Volume 12(2):274-288, 2011.

Neighbour joining microarray data clustering algorithm


B. Rajendran1 ,Vel Murugan.k2 , Premnath .D3* ,Patric Gomez4


Department of Bioinformatics, Karunya University, India.




Rajendran B, Murugan V, Premnath K,  Gomez P., Neighbour joining microarray data clustering algorithm, Onl J Bioinform., 12(2):274-288, 2011 Gene clustering groups related genes into a same cluster.

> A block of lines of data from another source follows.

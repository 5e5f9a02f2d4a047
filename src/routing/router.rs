//! Route lookup and dispatch.
//!
//! # Responsibilities
//! - Walk the compiled routes in registration order
//! - Return the first full match, or tell "not found" apart from "method
//!   not allowed"
//! - Hand a match to the dispatcher
//!
//! # Design Decisions
//! - Immutable after construction (thread-safe without locks)
//! - O(n) scan over routes; first match wins, no specificity scoring
//! - Explicit outcomes rather than errors for 404 and 405
//! - Defaults fill only the variables the match left unbound

use std::collections::BTreeSet;
use std::sync::Arc;

use axum::body::Body;
use axum::http::Request;
use axum::response::Response;

use crate::dispatch::{DispatchError, Dispatcher};
use crate::http::request::RequestView;
use crate::routing::collection::{CompiledRoute, RouteCollection};
use crate::routing::matcher::{ChainVerdict, MatcherChain, MatcherKind};
use crate::routing::route::Variables;
use crate::routing::url::UrlGenerator;

/// A successful match: the route and the variables bound for this request.
#[derive(Debug, Clone)]
pub struct RouteMatch {
    route: CompiledRoute,
    variables: Variables,
}

impl RouteMatch {
    pub fn route(&self) -> &CompiledRoute {
        &self.route
    }

    pub fn variables(&self) -> &Variables {
        &self.variables
    }

    pub fn into_parts(self) -> (CompiledRoute, Variables) {
        (self.route, self.variables)
    }
}

/// Methods accepted by the routes whose path, host and scheme matched.
#[derive(Debug, Clone, Default, PartialEq, Eq)]
pub struct AllowedMethods(BTreeSet<String>);

impl AllowedMethods {
    pub fn contains(&self, method: &str) -> bool {
        self.0.contains(method)
    }

    pub fn iter(&self) -> impl Iterator<Item = &str> {
        self.0.iter().map(String::as_str)
    }

    pub fn len(&self) -> usize {
        self.0.len()
    }

    pub fn is_empty(&self) -> bool {
        self.0.is_empty()
    }

    /// Value for the `Allow` response header, e.g. `GET, POST`.
    pub fn header_value(&self) -> String {
        self.iter().collect::<Vec<_>>().join(", ")
    }
}

impl FromIterator<String> for AllowedMethods {
    fn from_iter<I: IntoIterator<Item = String>>(iter: I) -> Self {
        Self(iter.into_iter().collect())
    }
}

/// Result of matching a request against the collection.
#[derive(Debug, Clone)]
pub enum RouteOutcome {
    Matched(RouteMatch),
    NotFound,
    MethodNotAllowed(AllowedMethods),
}

/// Result of routing and dispatching a request.
#[derive(Debug)]
pub enum Routed {
    Response(Response),
    NotFound,
    MethodNotAllowed(AllowedMethods),
}

/// Compiled routes plus the dispatcher that runs them.
#[derive(Debug)]
pub struct Router {
    routes: Arc<RouteCollection>,
    chain: MatcherChain,
    dispatcher: Dispatcher,
}

impl Router {
    pub fn new(routes: RouteCollection, dispatcher: Dispatcher) -> Self {
        Self {
            routes: Arc::new(routes),
            chain: MatcherChain::standard(),
            dispatcher,
        }
    }

    /// Replace the standard matcher chain.
    pub fn with_matchers(mut self, chain: MatcherChain) -> Self {
        self.chain = chain;
        self
    }

    pub fn routes(&self) -> &RouteCollection {
        &self.routes
    }

    pub fn dispatcher(&self) -> &Dispatcher {
        &self.dispatcher
    }

    pub fn url_generator(&self) -> UrlGenerator {
        UrlGenerator::new(self.routes.clone())
    }

    pub fn match_request<B>(&self, request: &Request<B>) -> RouteOutcome {
        self.match_view(&RequestView::from_request(request))
    }

    /// Find the first route whose every matcher accepts `request`.
    pub fn match_view(&self, request: &RequestView<'_>) -> RouteOutcome {
        let mut allowed: Option<BTreeSet<String>> = None;

        for compiled in self.routes.iter() {
            match self.chain.evaluate(compiled, request) {
                ChainVerdict::Matched(mut variables) => {
                    for (name, value) in &compiled.route().defaults {
                        variables.entry(name.clone()).or_insert_with(|| value.clone());
                    }
                    tracing::debug!(
                        route = %compiled.route().label(),
                        method = %request.method(),
                        path = %request.path(),
                        "Route matched"
                    );
                    return RouteOutcome::Matched(RouteMatch {
                        route: compiled.clone(),
                        variables,
                    });
                }
                ChainVerdict::Rejected(MatcherKind::Method) => {
                    allowed
                        .get_or_insert_with(BTreeSet::new)
                        .extend(compiled.route().methods.iter().cloned());
                }
                ChainVerdict::Rejected(_) => {}
            }
        }

        match allowed {
            Some(methods) => {
                tracing::debug!(method = %request.method(), path = %request.path(), "Method not allowed");
                RouteOutcome::MethodNotAllowed(AllowedMethods(methods))
            }
            None => {
                tracing::debug!(method = %request.method(), path = %request.path(), "No route matched");
                RouteOutcome::NotFound
            }
        }
    }

    /// Match and, on success, dispatch `request`.
    pub async fn route(&self, request: Request<Body>) -> Result<Routed, DispatchError> {
        match self.match_request(&request) {
            RouteOutcome::Matched(route_match) => {
                let response = self.dispatcher.dispatch(route_match, request).await?;
                Ok(Routed::Response(response))
            }
            RouteOutcome::NotFound => Ok(Routed::NotFound),
            RouteOutcome::MethodNotAllowed(allowed) => Ok(Routed::MethodNotAllowed(allowed)),
        }
    }
}

#[cfg(test)]
mod tests {
    use super::*;
    use crate::dispatch::Container;
    use crate::routing::{Route, RouteCollectionBuilder, Scheme};

    fn router(build: impl FnOnce(&mut RouteCollectionBuilder)) -> Router {
        let mut builder = RouteCollectionBuilder::new();
        build(&mut builder);
        Router::new(builder.build().unwrap(), Dispatcher::new(Arc::new(Container::new())))
    }

    fn view<'a>(method: &'a str, path: &'a str) -> RequestView<'a> {
        RequestView::new(method, path, Some("example.com"), Scheme::Http)
    }

    fn matched_name(outcome: RouteOutcome) -> Option<String> {
        match outcome {
            RouteOutcome::Matched(m) => m.route().route().name.clone(),
            _ => None,
        }
    }

    #[test]
    fn test_first_registered_route_wins() {
        let router = router(|b| {
            b.add(Route::get("/users/{id}", "users", "show").with_name("generic"));
            b.add(Route::get("/users/{id:\\d+}", "users", "show").with_name("numeric"));
        });
        assert_eq!(matched_name(router.match_view(&view("GET", "/users/5"))).as_deref(), Some("generic"));
    }

    #[test]
    fn test_method_not_allowed_collects_union() {
        let router = router(|b| {
            b.add(Route::get("/items", "items", "index"));
            b.add(Route::post("/items", "items", "store"));
            b.add(Route::delete("/other", "items", "destroy"));
        });

        match router.match_view(&view("PUT", "/items")) {
            RouteOutcome::MethodNotAllowed(allowed) => {
                assert_eq!(allowed.header_value(), "GET, POST");
                assert!(!allowed.contains("DELETE"));
            }
            other => panic!("expected 405, got {:?}", other),
        }
        assert!(matches!(router.match_view(&view("GET", "/missing")), RouteOutcome::NotFound));
    }

    #[test]
    fn test_defaults_fill_unbound_variables() {
        let router = router(|b| {
            b.add(
                Route::get("/archive[/{year:\\d{4}}]", "archive", "index")
                    .with_default("year", "2024")
                    .with_default("format", "html"),
            );
        });

        match router.match_view(&view("GET", "/archive")) {
            RouteOutcome::Matched(m) => {
                assert_eq!(m.variables()["year"], "2024");
                assert_eq!(m.variables()["format"], "html");
            }
            other => panic!("expected a match, got {:?}", other),
        }
        match router.match_view(&view("GET", "/archive/1999")) {
            RouteOutcome::Matched(m) => assert_eq!(m.variables()["year"], "1999"),
            other => panic!("expected a match, got {:?}", other),
        }
    }

    #[test]
    fn test_custom_matcher_chain() {
        use crate::routing::matcher::PathMatcher;

        let router = router(|b| {
            b.add(Route::get("/items", "items", "index"));
        })
        .with_matchers(MatcherChain::new(vec![Box::new(PathMatcher)]));

        assert_eq!(router.chain.kinds().collect::<Vec<_>>(), vec![MatcherKind::Path]);
        // Without a method matcher, any method reaches the route.
        assert!(matches!(router.match_view(&view("DELETE", "/items")), RouteOutcome::Matched(_)));
        assert_eq!(
            MatcherChain::standard().kinds().collect::<Vec<_>>(),
            vec![MatcherKind::Path, MatcherKind::Host, MatcherKind::Scheme, MatcherKind::Method]
        );
    }

    #[test]
    fn test_dispatcher_exposes_its_resolver() {
        use crate::dispatch::{Actions, Resolver};

        let mut container = Container::new();
        container.bind_controller("items", Actions::new);
        let router = Router::new(
            RouteCollectionBuilder::new().build().unwrap(),
            Dispatcher::new(Arc::new(container)),
        );

        let resolver = router.dispatcher().resolver();
        assert!(resolver.resolve_controller("items").is_ok());
        assert!(resolver.resolve_controller("missing").is_err());
    }

    #[tokio::test]
    async fn test_route_reports_not_found_without_error() {
        let router = router(|b| {
            b.add(Route::get("/", "home", "index"));
        });
        let request = Request::builder().uri("/nowhere").body(Body::empty()).unwrap();
        assert!(matches!(router.route(request).await, Ok(Routed::NotFound)));
    }
}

K-means clustering algorithm is used for gene expression analysis, but has drawbacks which affect the accuracy of clustering.  Neighbour-Joining (NJ) has been widely used for phylogenetic reconstruction combining computational efficiency with reasonable accuracy: RapidNJ is an extension of the algorithm which reduces the average clustering time. However, the large O (n2) space consumption of RapidNJ is a problem when inferring phylogenies with large data sets. This work describes a method to reduce memory requirements and enable RapidNJ to infer large data sets. An improved heuristic search for RapidNJ improved performance on data sets. Performance of RapidNJ was evaluated against accuracy and time on lymphoma and leukemia data sets.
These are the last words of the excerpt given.